Um die Kommunikation zwischen Theoretikern und Praktikern zu verbessern, empfehlen die Forscher zum einen eine Verbesserung der mathematischen Ausbildung der Studenten. Zum anderen sollten Autoren ihre Theorien auf eine Weise präsentieren, die auch von einem größeren Publikum verstanden werden kann. "Es ist keine Ideallösung, die Mathematik zu verstecken", sagt Higginson. Vielmehr sollte diese um mehr erklärenden Text ergänzt werden.
Das wird jedoch häufig durch die strengen Vorgaben der Fachmagazine konterkariert: "Die Top-Magazine wollen extrem kurzgefasste Artikel", erklärt Fawcett. Es gebe jedoch mittlerweile eine Lösung dafür: Man könne Gleichungen in den Anhang (Supporting Information) auslagern, der nicht gedruckt wird, auf den Leser aber bei Bedarf online zugreifen können. "Das kann die pragmatischste Lösung sein."

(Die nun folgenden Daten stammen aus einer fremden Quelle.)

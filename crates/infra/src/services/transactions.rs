//! Manual stock movements: record, edit, inspect.

use serde::Serialize;
use tracing::{info, instrument};

use stockkeep_core::{DomainResult, Entity, ProductId, TransactionId};
use stockkeep_inventory::{
    InventoryTransaction, RecordTransaction, StockHistory, StockMovement, StockWindow,
};
use stockkeep_products::Product;

use crate::ledger;
use crate::store::{Store, UnitOfWork};
use crate::unit_of_work::{self, RetryPolicy};

/// Result of recording a transaction.
#[derive(Debug, Clone, PartialEq, Eq, Serialize)]
pub struct TransactionReceipt {
    pub transaction: InventoryTransaction,
    pub movement: StockMovement,
}

/// Result of editing a transaction: the undo of the old delta, then the new one.
#[derive(Debug, Clone, PartialEq, Eq, Serialize)]
pub struct EditReceipt {
    pub transaction: InventoryTransaction,
    pub reverted: StockMovement,
    pub applied: StockMovement,
}

/// A transaction with both stock views of its product.
///
/// `window` is derived from live stock, `history` from a replay of manual
/// transactions starting at zero. They are independent and may disagree.
#[derive(Debug, Clone, PartialEq, Eq)]
pub struct TransactionDetails {
    pub transaction: InventoryTransaction,
    pub product: Product,
    pub window: StockWindow,
    pub history: StockHistory,
}

#[derive(Debug, Clone)]
pub struct InventoryTransactionService<S> {
    store: S,
    policy: RetryPolicy,
}

impl<S: Store> InventoryTransactionService<S> {
    pub fn new(store: S, policy: RetryPolicy) -> Self {
        Self { store, policy }
    }

    /// Record a movement and apply it to stock in one unit of work.
    ///
    /// On `InsufficientStock` nothing is written.
    #[instrument(
        skip(self, input),
        fields(
            product_id = %input.product_id,
            kind = %input.kind,
            quantity = input.quantity,
            actor = %input.actor,
        ),
        err
    )]
    pub fn create(&self, input: RecordTransaction) -> DomainResult<TransactionReceipt> {
        let transaction = InventoryTransaction::record(TransactionId::new(), input)?;

        let receipt = unit_of_work::execute(&self.store, self.policy, |scope| {
            let movement = ledger::apply_delta(
                scope,
                transaction.product_id(),
                transaction.signed_delta(),
            )?;
            let transaction = scope.insert_inventory_transaction(transaction.clone())?;
            Ok(TransactionReceipt {
                transaction,
                movement,
            })
        })?;

        info!(
            transaction_id = %receipt.transaction.id(),
            stock_after = receipt.movement.stock_after,
            "inventory transaction recorded"
        );
        Ok(receipt)
    }

    /// Replace a transaction's product, type, quantity and metadata.
    ///
    /// The original delta is undone on the original product, then the new delta is
    /// applied to the (possibly different) product. Either step failing leaves every
    /// product untouched.
    #[instrument(
        skip(self, input),
        fields(
            transaction_id = %transaction_id,
            product_id = %input.product_id,
            kind = %input.kind,
            quantity = input.quantity,
            actor = %input.actor,
        ),
        err
    )]
    pub fn edit(
        &self,
        transaction_id: TransactionId,
        input: RecordTransaction,
    ) -> DomainResult<EditReceipt> {
        let receipt = unit_of_work::execute(&self.store, self.policy, |scope| {
            let original = scope.get_transaction(transaction_id)?;
            let revised = original.revise(input.clone())?;

            let reverted = ledger::apply_delta(
                scope,
                original.product_id(),
                -original.signed_delta(),
            )?;
            let applied =
                ledger::apply_delta(scope, revised.product_id(), revised.signed_delta())?;
            scope.update_inventory_transaction(revised.clone())?;

            Ok(EditReceipt {
                transaction: revised,
                reverted,
                applied,
            })
        })?;

        info!(
            reverted_on = %receipt.reverted.product_id,
            applied_on = %receipt.applied.product_id,
            "inventory transaction edited"
        );
        Ok(receipt)
    }

    #[instrument(skip(self), err)]
    pub fn details(&self, transaction_id: TransactionId) -> DomainResult<TransactionDetails> {
        unit_of_work::read(&self.store, |scope| {
            let transaction = scope.get_transaction(transaction_id)?;
            let product = scope.get_product(transaction.product_id())?;
            let window = StockWindow::from_current_stock(&transaction, product.current_stock());
            let history = ledger::history(scope, product.id())?;
            Ok(TransactionDetails {
                transaction,
                product,
                window,
                history,
            })
        })
    }

    /// Replayed manual-transaction history of a product.
    #[instrument(skip(self), err)]
    pub fn history(&self, product_id: ProductId) -> DomainResult<StockHistory> {
        unit_of_work::read(&self.store, |scope| ledger::history(scope, product_id))
    }

    #[instrument(skip(self), err)]
    pub fn current_stock(&self, product_id: ProductId) -> DomainResult<i64> {
        unit_of_work::read(&self.store, |scope| {
            Ok(scope.get_product(product_id)?.current_stock())
        })
    }

    pub fn get(&self, transaction_id: TransactionId) -> DomainResult<InventoryTransaction> {
        unit_of_work::read(&self.store, |scope| Ok(scope.get_transaction(transaction_id)?))
    }
}
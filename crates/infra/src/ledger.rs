//! The single gateway through which `current_stock` changes.
//!
//! Manual transactions, transaction edits and purchase-order deliveries all call
//! [`apply_delta`]. It reads the product inside the caller's unit of work, checks the
//! non-negative invariant, and writes the new level guarded by the version it read.

use tracing::debug;

use stockkeep_core::{DomainResult, ExpectedVersion, ProductId, Versioned};
use stockkeep_inventory::{StockHistory, StockMovement};
use stockkeep_purchasing::OrderDetail;

use crate::store::UnitOfWork;

/// Apply a signed stock delta to one product.
pub fn apply_delta<U>(scope: &mut U, product_id: ProductId, signed_delta: i64) -> DomainResult<StockMovement>
where
    U: UnitOfWork + ?Sized,
{
    let product = scope.get_product(product_id)?;
    let movement = StockMovement::compute(product_id, product.current_stock(), signed_delta)?;
    scope.update_product_stock(
        product_id,
        movement.stock_after,
        ExpectedVersion::Exact(product.version()),
    )?;

    debug!(
        product_id = %product_id,
        before = movement.stock_before,
        after = movement.stock_after,
        "stock level changed"
    );
    Ok(movement)
}

/// Receive every line of a delivered purchase order into stock.
pub fn receive_goods<U>(scope: &mut U, details: &[OrderDetail]) -> DomainResult<Vec<StockMovement>>
where
    U: UnitOfWork + ?Sized,
{
    details
        .iter()
        .map(|d| apply_delta(&mut *scope, d.product_id(), d.quantity()))
        .collect()
}

/// Replay the manual transactions of an existing product.
pub fn history<U>(scope: &U, product_id: ProductId) -> DomainResult<StockHistory>
where
    U: UnitOfWork + ?Sized,
{
    scope.get_product(product_id)?;
    Ok(StockHistory::replay(
        product_id,
        scope.transactions_for_product(product_id)?,
    ))
}
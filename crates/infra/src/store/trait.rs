use thiserror::Error;

use stockkeep_core::{
    CategoryId, DomainError, ExpectedVersion, ProductId, PurchaseOrderId, SupplierId,
    TransactionId,
};
use stockkeep_inventory::InventoryTransaction;
use stockkeep_parties::Supplier;
use stockkeep_products::{Category, Product};
use stockkeep_purchasing::{OrderDetail, PurchaseOrder};

/// Store operation error.
///
/// These are **infrastructure errors** (missing rows, version conflicts, backend
/// failures) as opposed to domain errors (validation, invariants). They convert into
/// [`DomainError`] at the service boundary.
#[derive(Debug, Error, Clone, PartialEq, Eq)]
pub enum StoreError {
    #[error("{entity} not found: {id}")]
    NotFound { entity: &'static str, id: String },

    #[error("optimistic concurrency check failed: {0}")]
    Conflict(String),

    /// Delete refused because other rows still point at the target.
    #[error("row still referenced: {0}")]
    Referenced(String),

    /// Duplicate key or dangling foreign key on insert.
    #[error("constraint violation: {0}")]
    Constraint(String),

    #[error("backend failure: {0}")]
    Backend(String),
}

impl StoreError {
    pub fn not_found(entity: &'static str, id: impl core::fmt::Display) -> Self {
        Self::NotFound {
            entity,
            id: id.to_string(),
        }
    }
}

impl From<StoreError> for DomainError {
    fn from(value: StoreError) -> Self {
        match value {
            StoreError::NotFound { entity, id } => DomainError::NotFound { entity, id },
            StoreError::Conflict(msg) => DomainError::ConcurrencyConflict(msg),
            StoreError::Referenced(msg) => DomainError::StillReferenced(msg),
            StoreError::Constraint(msg) => DomainError::StoreFailure(msg),
            StoreError::Backend(msg) => DomainError::StoreFailure(msg),
        }
    }
}

/// Transactional store: hands out units of work.
///
/// ## Unit of work semantics
///
/// - Reads inside a scope observe the committed state as of `begin()` plus the
///   scope's own writes.
/// - Writes are invisible to other scopes until `commit()`, and then become visible
///   all at once.
/// - `rollback()` (or dropping the scope) discards every write.
/// - Versioned rows (products, purchase orders) are written with an
///   [`ExpectedVersion`]; a stale expectation is a [`StoreError::Conflict`], either
///   immediately or at commit time.
pub trait Store: Send + Sync {
    type Scope<'a>: UnitOfWork
    where
        Self: 'a;

    fn begin(&self) -> Result<Self::Scope<'_>, StoreError>;
}

/// One all-or-nothing scope of reads and writes.
pub trait UnitOfWork {
    // --- products ---
    fn get_product(&self, id: ProductId) -> Result<Product, StoreError>;
    fn list_products(&self) -> Result<Vec<Product>, StoreError>;
    fn insert_product(&mut self, product: Product) -> Result<(), StoreError>;
    /// Replace a product row; returns the new version.
    fn update_product(
        &mut self,
        product: Product,
        expected: ExpectedVersion,
    ) -> Result<u64, StoreError>;
    /// Set a product's stock; returns the new version.
    fn update_product_stock(
        &mut self,
        id: ProductId,
        new_stock: i64,
        expected: ExpectedVersion,
    ) -> Result<u64, StoreError>;
    fn delete_product(&mut self, id: ProductId) -> Result<(), StoreError>;

    // --- categories ---
    fn get_category(&self, id: CategoryId) -> Result<Category, StoreError>;
    fn list_categories(&self) -> Result<Vec<Category>, StoreError>;
    fn upsert_category(&mut self, category: Category) -> Result<(), StoreError>;
    fn delete_category(&mut self, id: CategoryId) -> Result<(), StoreError>;

    // --- suppliers ---
    fn get_supplier(&self, id: SupplierId) -> Result<Supplier, StoreError>;
    fn list_suppliers(&self) -> Result<Vec<Supplier>, StoreError>;
    fn upsert_supplier(&mut self, supplier: Supplier) -> Result<(), StoreError>;
    fn delete_supplier(&mut self, id: SupplierId) -> Result<(), StoreError>;

    // --- reference lookups ---
    fn products_in_category(&self, id: CategoryId) -> Result<Vec<Product>, StoreError>;
    fn products_of_supplier(&self, id: SupplierId) -> Result<Vec<Product>, StoreError>;
    fn orders_of_supplier(&self, id: SupplierId) -> Result<Vec<PurchaseOrder>, StoreError>;
    /// All transactions for a product, in insertion order.
    fn transactions_for_product(
        &self,
        id: ProductId,
    ) -> Result<Vec<InventoryTransaction>, StoreError>;
    fn details_for_product(&self, id: ProductId) -> Result<Vec<OrderDetail>, StoreError>;

    // --- inventory transactions ---
    fn get_transaction(&self, id: TransactionId) -> Result<InventoryTransaction, StoreError>;
    /// Append a transaction; the returned copy carries its insertion sequence.
    fn insert_inventory_transaction(
        &mut self,
        transaction: InventoryTransaction,
    ) -> Result<InventoryTransaction, StoreError>;
    fn update_inventory_transaction(
        &mut self,
        transaction: InventoryTransaction,
    ) -> Result<(), StoreError>;

    // --- purchase orders ---
    fn get_order(&self, id: PurchaseOrderId) -> Result<PurchaseOrder, StoreError>;
    fn list_orders(&self) -> Result<Vec<PurchaseOrder>, StoreError>;
    fn insert_order(&mut self, order: PurchaseOrder) -> Result<(), StoreError>;
    /// Replace an order row; returns the new version.
    fn update_order(
        &mut self,
        order: PurchaseOrder,
        expected: ExpectedVersion,
    ) -> Result<u64, StoreError>;
    fn delete_order(
        &mut self,
        id: PurchaseOrderId,
        expected: ExpectedVersion,
    ) -> Result<(), StoreError>;
    /// Detail rows of an order, in insertion order.
    fn order_details(&self, id: PurchaseOrderId) -> Result<Vec<OrderDetail>, StoreError>;
    fn insert_order_detail(&mut self, detail: OrderDetail) -> Result<(), StoreError>;
    /// Remove every detail row of an order; returns how many were removed.
    fn delete_order_details(&mut self, id: PurchaseOrderId) -> Result<usize, StoreError>;

    // --- scope ---
    fn commit(self) -> Result<(), StoreError>
    where
        Self: Sized;

    fn rollback(self)
    where
        Self: Sized;
}
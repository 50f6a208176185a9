//! Purchase order status state machine.

use serde::{Deserialize, Serialize};

use stockkeep_core::{DomainError, DomainResult};

/// Purchase order status lifecycle.
///
/// ```text
/// Pending ──► Shipped ──► Delivered
///    │           │
///    └──────┬────┘
///           ▼
///       Cancelled
/// ```
///
/// `Delivered` and `Cancelled` are terminal. Staying in the same state is always
/// allowed and changes nothing.
#[derive(Debug, Clone, Copy, PartialEq, Eq, Hash, Serialize, Deserialize)]
pub enum PurchaseOrderStatus {
    Pending,
    Shipped,
    Delivered,
    Cancelled,
}

impl PurchaseOrderStatus {
    pub const ALL: [PurchaseOrderStatus; 4] = [
        PurchaseOrderStatus::Pending,
        PurchaseOrderStatus::Shipped,
        PurchaseOrderStatus::Delivered,
        PurchaseOrderStatus::Cancelled,
    ];

    /// States reachable in one step, excluding the self-transition.
    pub fn successors(self) -> &'static [PurchaseOrderStatus] {
        use PurchaseOrderStatus::*;
        match self {
            Pending => &[Shipped, Cancelled],
            Shipped => &[Delivered, Cancelled],
            Delivered | Cancelled => &[],
        }
    }

    pub fn can_transition_to(self, next: PurchaseOrderStatus) -> bool {
        self == next || self.successors().contains(&next)
    }

    pub fn ensure_transition(self, next: PurchaseOrderStatus) -> DomainResult<()> {
        if self.can_transition_to(next) {
            Ok(())
        } else {
            Err(DomainError::invalid_transition(self, next))
        }
    }

    pub fn is_terminal(self) -> bool {
        self.successors().is_empty()
    }

    /// Only pending orders may have their lines or dates changed, or be deleted.
    pub fn is_editable(self) -> bool {
        self == PurchaseOrderStatus::Pending
    }

    pub fn as_str(self) -> &'static str {
        match self {
            PurchaseOrderStatus::Pending => "Pending",
            PurchaseOrderStatus::Shipped => "Shipped",
            PurchaseOrderStatus::Delivered => "Delivered",
            PurchaseOrderStatus::Cancelled => "Cancelled",
        }
    }
}

impl core::fmt::Display for PurchaseOrderStatus {
    fn fmt(&self, f: &mut core::fmt::Formatter<'_>) -> core::fmt::Result {
        f.write_str(self.as_str())
    }
}

impl core::str::FromStr for PurchaseOrderStatus {
    type Err = DomainError;

    fn from_str(s: &str) -> Result<Self, Self::Err> {
        Self::ALL
            .into_iter()
            .find(|status| status.as_str().eq_ignore_ascii_case(s.trim()))
            .ok_or_else(|| DomainError::validation(format!("unknown purchase order status '{s}'")))
    }
}

#[cfg(test)]
mod tests {
    use super::*;
    use PurchaseOrderStatus::*;

    #[test]
    fn transition_table_is_complete() {
        let allowed = [
            (Pending, Pending),
            (Pending, Shipped),
            (Pending, Cancelled),
            (Shipped, Shipped),
            (Shipped, Delivered),
            (Shipped, Cancelled),
            (Delivered, Delivered),
            (Cancelled, Cancelled),
        ];

        for from in PurchaseOrderStatus::ALL {
            for to in PurchaseOrderStatus::ALL {
                let expected = allowed.contains(&(from, to));
                assert_eq!(from.can_transition_to(to), expected, "{from} -> {to}");
                match from.ensure_transition(to) {
                    Ok(()) => assert!(expected),
                    Err(DomainError::InvalidStatusTransition { from: f, to: t }) => {
                        assert!(!expected);
                        assert_eq!(f, from.as_str());
                        assert_eq!(t, to.as_str());
                    }
                    Err(other) => panic!("unexpected error {other:?}"),
                }
            }
        }
    }

    #[test]
    fn only_pending_is_editable_and_terminals_have_no_successors() {
        assert!(Pending.is_editable());
        assert!(!Shipped.is_editable());
        assert!(Delivered.is_terminal());
        assert!(Cancelled.is_terminal());
        assert!(!Shipped.is_terminal());
    }

    #[test]
    fn parses_status_names() {
        assert_eq!("delivered".parse::<PurchaseOrderStatus>().unwrap(), Delivered);
        assert!("Lost".parse::<PurchaseOrderStatus>().is_err());
    }
}
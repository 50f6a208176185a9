//! Products domain module (catalog).
//!
//! This crate contains business rules for products and categories, implemented purely
//! as deterministic domain logic (no IO, no storage).

pub mod category;
pub mod product;

pub use category::Category;
pub use product::{NewProduct, Product, ProductDetails};
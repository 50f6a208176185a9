use serde::{Deserialize, Serialize};

use stockkeep_core::validate::{optional_text, required_text};
use stockkeep_core::{CategoryId, DomainResult, Entity};

/// Product category (catalog grouping).
#[derive(Debug, Clone, PartialEq, Eq, Serialize, Deserialize)]
pub struct Category {
    id: CategoryId,
    name: String,
    description: String,
}

impl Category {
    pub const NAME_MAX: usize = 50;
    pub const DESCRIPTION_MAX: usize = 200;

    pub fn new(
        id: CategoryId,
        name: impl Into<String>,
        description: impl Into<String>,
    ) -> DomainResult<Self> {
        let name = name.into();
        let description = description.into();
        Self::validate(&name, &description)?;
        Ok(Self {
            id,
            name,
            description,
        })
    }

    pub fn rename(&mut self, name: impl Into<String>, description: impl Into<String>) -> DomainResult<()> {
        let name = name.into();
        let description = description.into();
        Self::validate(&name, &description)?;
        self.name = name;
        self.description = description;
        Ok(())
    }

    pub fn name(&self) -> &str {
        &self.name
    }

    pub fn description(&self) -> &str {
        &self.description
    }

    fn validate(name: &str, description: &str) -> DomainResult<()> {
        required_text("category name", name, Self::NAME_MAX)?;
        optional_text("category description", description, Self::DESCRIPTION_MAX)
    }
}

impl Entity for Category {
    type Id = CategoryId;

    fn id(&self) -> CategoryId {
        self.id
    }
}

#[cfg(test)]
mod tests {
    use super::*;

    #[test]
    fn category_requires_name() {
        assert!(Category::new(CategoryId::new(), "", "x").is_err());
        let c = Category::new(CategoryId::new(), "Fasteners", "").unwrap();
        assert_eq!(c.name(), "Fasteners");
    }

    #[test]
    fn rename_keeps_old_values_on_failure() {
        let mut c = Category::new(CategoryId::new(), "Tools", "hand tools").unwrap();
        assert!(c.rename("x".repeat(51), "").is_err());
        assert_eq!(c.name(), "Tools");
        assert_eq!(c.description(), "hand tools");
    }
}
//! Application services.
//!
//! Each service owns a [`Store`](crate::store::Store) handle and runs every
//! mutating operation as one unit of work via [`crate::unit_of_work::execute`], so a
//! failure at any step leaves the store exactly as it was. Conflicting concurrent
//! writes are retried per the service's [`RetryPolicy`](crate::unit_of_work::RetryPolicy).

pub mod catalog;
pub mod purchase_orders;
pub mod suppliers;
pub mod transactions;

pub use catalog::{CatalogService, DashboardSummary};
pub use purchase_orders::{
    CreatePurchaseOrder, EditPurchaseOrder, OrderUpdate, PurchaseOrderService,
    PurchaseOrderView, UpdateOrderStatus,
};
pub use suppliers::SupplierService;
pub use transactions::{
    EditReceipt, InventoryTransactionService, TransactionDetails, TransactionReceipt,
};
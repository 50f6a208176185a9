//! Runs a closure inside one store scope: commit on success, roll back on error.
//!
//! Concurrency conflicts detected by the store retry the *whole* closure against a
//! fresh scope, so every read is redone against the newly committed state.

use tracing::warn;

use stockkeep_core::DomainResult;

use crate::store::{Store, UnitOfWork};

/// How often a conflicted unit of work is re-run before the conflict is surfaced.
#[derive(Debug, Copy, Clone, PartialEq, Eq)]
pub struct RetryPolicy {
    pub conflict_retries: u32,
}

impl RetryPolicy {
    pub const fn new(conflict_retries: u32) -> Self {
        Self { conflict_retries }
    }

    pub const fn no_retry() -> Self {
        Self::new(0)
    }
}

impl Default for RetryPolicy {
    fn default() -> Self {
        Self::new(1)
    }
}

/// Execute `op` atomically, retrying on concurrency conflicts per `policy`.
pub fn execute<'s, S, T, F>(store: &'s S, policy: RetryPolicy, mut op: F) -> DomainResult<T>
where
    S: Store,
    F: FnMut(&mut S::Scope<'s>) -> DomainResult<T>,
{
    let mut attempt = 0;
    loop {
        match attempt_once(store, &mut op) {
            Err(err) if err.is_retryable() && attempt < policy.conflict_retries => {
                attempt += 1;
                warn!(attempt, error = %err, "unit of work conflicted; retrying");
            }
            outcome => return outcome,
        }
    }
}

fn attempt_once<'s, S, T, F>(store: &'s S, op: &mut F) -> DomainResult<T>
where
    S: Store,
    F: FnMut(&mut S::Scope<'s>) -> DomainResult<T>,
{
    let mut scope = store.begin()?;
    match op(&mut scope) {
        Ok(value) => {
            scope.commit()?;
            Ok(value)
        }
        Err(err) => {
            scope.rollback();
            Err(err)
        }
    }
}

/// Run a read-only closure against a consistent snapshot.
pub fn read<'s, S, T>(store: &'s S, op: impl FnOnce(&S::Scope<'s>) -> DomainResult<T>) -> DomainResult<T>
where
    S: Store,
{
    let scope = store.begin()?;
    let out = op(&scope);
    scope.rollback();
    out
}

#[cfg(test)]
mod tests {
    use super::*;
    use crate::store::{FaultPoint, InMemoryStore};
    use stockkeep_core::{CategoryId, DomainError, Entity};
    use stockkeep_products::Category;

    fn category(name: &str) -> Category {
        Category::new(CategoryId::new(), name, "").unwrap()
    }

    #[test]
    fn error_rolls_back_every_write() {
        let store = InMemoryStore::new();
        let cat = category("Tools");
        let id = cat.id();

        let result: DomainResult<()> = execute(&store, RetryPolicy::default(), |scope| {
            scope.upsert_category(cat.clone())?;
            Err(DomainError::validation("boom"))
        });
        assert!(result.is_err());

        let found = read(&store, |scope| Ok(scope.get_category(id).is_ok())).unwrap();
        assert!(!found);
    }

    #[test]
    fn backend_failures_are_not_retried() {
        let store = InMemoryStore::new();
        let mut runs = 0;

        store.inject_fault(FaultPoint::Commit);
        let result = execute(&store, RetryPolicy::default(), |scope| {
            runs += 1;
            scope.upsert_category(category("Tools"))?;
            Ok(())
        });
        assert!(matches!(result, Err(DomainError::StoreFailure(_))));
        assert_eq!(runs, 1);
    }

    #[test]
    fn conflicts_retry_up_to_the_policy_limit() {
        let store = InMemoryStore::new();
        let mut runs = 0;
        let result: DomainResult<()> = execute(&store, RetryPolicy::new(2), |_scope| {
            runs += 1;
            Err(DomainError::conflict("stale"))
        });
        assert!(matches!(result, Err(DomainError::ConcurrencyConflict(_))));
        assert_eq!(runs, 3);

        runs = 0;
        let result: DomainResult<u32> = execute(&store, RetryPolicy::default(), |_scope| {
            runs += 1;
            if runs == 1 {
                Err(DomainError::conflict("stale"))
            } else {
                Ok(runs)
            }
        });
        assert_eq!(result, Ok(2));
    }
}
//! Inventory domain module.
//!
//! This crate contains the business rules for manual stock movements and for the
//! arithmetic of the stock ledger, implemented purely as deterministic domain logic
//! (no IO, no storage). Persisting a movement is the job of `stockkeep-infra`.

pub mod history;
pub mod movement;
pub mod transaction;

pub use history::{HistoryEntry, HistoryIter, StockHistory};
pub use movement::{StockMovement, StockWindow};
pub use transaction::{InventoryTransaction, RecordTransaction, TransactionType};
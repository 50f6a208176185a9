//! Runtime configuration.
//!
//! Defaults are usable as-is; environment variables or a JSON document override them.

use serde::{Deserialize, Serialize};
use thiserror::Error;

use crate::unit_of_work::RetryPolicy;

pub const ENV_CONFLICT_RETRIES: &str = "STOCKKEEP_CONFLICT_RETRIES";
pub const ENV_LOG: &str = "STOCKKEEP_LOG";

#[derive(Debug, Error)]
pub enum ConfigError {
    #[error("invalid value for {key}: {value:?}")]
    InvalidValue { key: &'static str, value: String },

    #[error("invalid configuration document: {0}")]
    Parse(#[from] serde_json::Error),
}

#[derive(Debug, Clone, PartialEq, Eq, Serialize, Deserialize)]
#[serde(default)]
pub struct StockKeepConfig {
    /// Times a unit of work is re-run after a concurrency conflict.
    pub conflict_retries: u32,
    /// Default tracing filter directive (`RUST_LOG` still takes precedence).
    pub log_filter: String,
}

impl Default for StockKeepConfig {
    fn default() -> Self {
        Self {
            conflict_retries: 1,
            log_filter: "info".to_string(),
        }
    }
}

impl StockKeepConfig {
    /// Defaults overridden by `STOCKKEEP_*` environment variables.
    pub fn from_env() -> Result<Self, ConfigError> {
        Self::from_lookup(|key| std::env::var(key).ok())
    }

    pub fn from_json_str(raw: &str) -> Result<Self, ConfigError> {
        Ok(serde_json::from_str(raw)?)
    }

    fn from_lookup(lookup: impl Fn(&str) -> Option<String>) -> Result<Self, ConfigError> {
        let mut config = Self::default();

        if let Some(raw) = lookup(ENV_CONFLICT_RETRIES) {
            config.conflict_retries =
                raw.trim()
                    .parse()
                    .map_err(|_| ConfigError::InvalidValue {
                        key: ENV_CONFLICT_RETRIES,
                        value: raw.clone(),
                    })?;
        }
        if let Some(raw) = lookup(ENV_LOG) {
            if !raw.trim().is_empty() {
                config.log_filter = raw.trim().to_string();
            }
        }

        Ok(config)
    }

    pub fn retry_policy(&self) -> RetryPolicy {
        RetryPolicy::new(self.conflict_retries)
    }
}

Fawcett und Higginson folgen dem Prinzip "so wenig Formeln wie möglich" in ihrer eigenen Veröffentlichung selbstredend: In dem Artikel taucht keine einzige Gleichung auf, es gibt aber immerhin Statistiken in Form von Tabellen und Diagrammen. Wer in die Details einsteigen will, kann einen Blick in die opulente Excel-Tabelle werfen, die sämtliche untersuchten Paper auflistet.